It’s easy to give thanks during the good times. Being thankful during times of anger, confusion, and frustration, that’s true love.

ACC-Logo-Timeline-600x362Eyes across the country are on the ACC right now for all of the wrong reasons as an entire crew of on-field and replay officials were suspended yesterday for multiple errors on the final play of the Duke/Miami football game that robbed the Blue Devils of the win, robbed NC fans of a matchup between two ranked teams in the battle for the Victory Bell, and ultimately robbed itself of a much-needed boost in national perception. The league did the most they could do within their power by punishing the crew and admitting the indisputable miss on the replay (which differs from the Thomas Sirk touchdown that was reviewed with no conclusive evidence to overturn the call) and the multiple blocks in the back that were also clear on replay, but that’s little consolation for Duke who now has no margin for error in their quest for a fourth straight Pool 1 (or higher) bowl.

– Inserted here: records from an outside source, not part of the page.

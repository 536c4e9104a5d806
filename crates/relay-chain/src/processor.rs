//! Block and receipt filtering.
//!
//! Blooms only say "maybe". A bloom hit is always confirmed against the
//! emitting address and the first topic before a log is kept.

use crate::ChainError;
use relay_types::{Block, EventFilter, Receipt, B256};
use std::collections::HashSet;

/// Cheap pre-filter: true when the block may contain a matching log.
pub fn filter_block(block: &Block, filter: &EventFilter) -> bool {
	filter.matches(&block.logs_bloom)
}

/// Checks that `receipts` are exactly the receipts of `block`: every receipt
/// belongs to one of its transactions and no transaction is left uncovered.
pub fn verify_receipts(block: &Block, receipts: &[Receipt]) -> Result<(), ChainError> {
	let mut expected: HashSet<&B256> = block.transaction_hashes.iter().collect();

	for receipt in receipts {
		if !expected.remove(&receipt.transaction_hash) {
			return Err(ChainError::MissingReceipts(format!(
				"Receipt for {} does not belong to block {} ({})",
				receipt.transaction_hash, block.number, block.hash
			)));
		}
	}

	if !expected.is_empty() {
		return Err(ChainError::MissingReceipts(format!(
			"{} of {} receipts missing for block {} ({})",
			expected.len(),
			block.transaction_hashes.len(),
			block.number,
			block.hash
		)));
	}
	Ok(())
}

/// Returns the receipts of `block` holding at least one log that matches
/// `filter`, each trimmed to its matching logs.
///
/// Fails with [`ChainError::MissingReceipts`] when the receipt set does not
/// exactly cover the block's transactions.
pub fn filter_receipts(
	block: &Block,
	receipts: &[Receipt],
	filter: &EventFilter,
) -> Result<Vec<Receipt>, ChainError> {
	verify_receipts(block, receipts)?;

	let matched = receipts
		.iter()
		.filter(|receipt| filter.matches(&receipt.logs_bloom))
		.filter_map(|receipt| {
			let logs: Vec<_> = receipt
				.logs
				.iter()
				.filter(|log| filter.matches_log(log))
				.cloned()
				.collect();
			if logs.is_empty() {
				return None;
			}
			Some(Receipt {
				logs,
				..receipt.clone()
			})
		})
		.collect();

	Ok(matched)
}

#[cfg(test)]
mod tests {
	use super::*;
	use crate::testing::{block, receipt};
	use relay_types::{Address, Bloom, Bytes, ChainHasher, Log};

	fn deposit_filter() -> EventFilter {
		EventFilter::new(
			ChainHasher::Keccak256,
			Address::repeat_byte(0xaa),
			"Deposit(bytes32,uint256)",
		)
	}

	fn log_for(filter: &EventFilter) -> Log {
		Log {
			address: *filter.contract_address(),
			data: Bytes::new(),
			topics: vec![*filter.event_hash()],
		}
	}

	#[test]
	fn test_filter_block_uses_bloom() {
		let filter = deposit_filter();
		let mut b = block(1, B256::ZERO, vec![]);
		assert!(!filter_block(&b, &filter));

		b.logs_bloom = *filter.bloom();
		assert!(filter_block(&b, &filter));
	}

	#[test]
	fn test_missing_receipt_is_rejected() {
		let filter = deposit_filter();
		let txs = vec![B256::repeat_byte(1), B256::repeat_byte(2), B256::repeat_byte(3)];
		let b = block(5, B256::ZERO, txs.clone());
		let receipts = vec![receipt(&b, txs[0], 0, vec![]), receipt(&b, txs[1], 1, vec![])];

		assert!(matches!(
			filter_receipts(&b, &receipts, &filter),
			Err(ChainError::MissingReceipts(msg)) if msg.contains("1 of 3")
		));
	}

	#[test]
	fn test_foreign_receipt_is_rejected() {
		let filter = deposit_filter();
		let b = block(5, B256::ZERO, vec![B256::repeat_byte(1)]);
		let foreign = receipt(&b, B256::repeat_byte(9), 0, vec![]);

		assert!(matches!(
			filter_receipts(&b, &[foreign], &filter),
			Err(ChainError::MissingReceipts(msg)) if msg.contains("does not belong")
		));
	}

	#[test]
	fn test_duplicate_receipt_is_rejected() {
		let tx = B256::repeat_byte(1);
		let b = block(5, B256::ZERO, vec![tx]);
		let r = receipt(&b, tx, 0, vec![]);
		assert!(verify_receipts(&b, &[r.clone(), r]).is_err());
	}

	#[test]
	fn test_bloom_false_positive_is_dropped() {
		let filter = deposit_filter();
		let tx = B256::repeat_byte(1);
		let b = block(5, B256::ZERO, vec![tx]);

		// Bloom claims a match but the only log is from another contract.
		let mut stranger = log_for(&filter);
		stranger.address = Address::repeat_byte(0xcc);
		let mut r = receipt(&b, tx, 0, vec![stranger]);
		r.logs_bloom = *filter.bloom();

		assert!(filter_receipts(&b, &[r], &filter).unwrap().is_empty());
	}

	#[test]
	fn test_matching_receipts_keep_only_matching_logs() {
		let filter = deposit_filter();
		let txs = vec![B256::repeat_byte(1), B256::repeat_byte(2)];
		let b = block(5, B256::ZERO, txs.clone());

		let other = Log {
			address: *filter.contract_address(),
			data: Bytes::new(),
			topics: vec![B256::repeat_byte(0x77)],
		};
		let mut hit = receipt(&b, txs[0], 0, vec![other, log_for(&filter)]);
		hit.logs_bloom = *filter.bloom();
		let miss = receipt(&b, txs[1], 1, vec![]);

		let out = filter_receipts(&b, &[miss, hit], &filter).unwrap();
		assert_eq!(out.len(), 1);
		assert_eq!(out[0].transaction_hash, txs[0]);
		assert_eq!(out[0].logs, vec![log_for(&filter)]);
		assert_ne!(out[0].logs_bloom, Bloom::ZERO);
	}
}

While the fallout from the call has Blue Devil fans seething and fans from every other school in the state pointing out the numerous times from the past that referees directly cost them a game (TA was definitely in, Kendall Marshall definitely pushed off, Justise Winslow definitely cleared the lane, and … okay I can’t think of a call that went in NC State or Wake’s favor, maybe you guys have a point), we love the ACC in ways that fans outside of North Carolina will never understand. The ACC is our home, and though we may act like rebellious teenagers who threaten to run away every time our friends next door get to do something we’re not allowed to do, we’re still here. And we’ll fight at the drop of a hat when outsiders speak poorly of our family. 

The conference was born in 1953 when seven schools, including Duke, North Carolina, North Carolina State, and Wake Forest, seceded from the Southern Conference in protest of the league’s ban on post season play in football. IN FOOTBALL. Though the league gained prominence as a basketball league, mostly thanks to the sustained excellence of the Big Four and the popularity of unprecedented events like the Dixie Classic and the ACC Basketball Tournament, football has been the catalyst for growth and change from the league’s birth. In 1978, the league extended an invitation to traditional football power Georgia Tech, and did the same again in 1991 with the addition of Florida State. In 2004, the league made known their plans to add Boston College, Virginia Tech, and football power Miami for the sole purpose of creating divisions in order to create a conference football championship game. Miami remains the only school from the first three waves of expansion without a divisional championship.

Pittsburgh and Syracuse were added later, followed by Louisville, and a conditional agreement with Notre Dame to join the league in all sports except football. Each of these moves were both strategic in terms of TV markets and reactive in terms of protecting the ACC’s football product during the massive shifts in conference alignment going on around them. The ACC is, and always will be, a football league that’s really good at basketball.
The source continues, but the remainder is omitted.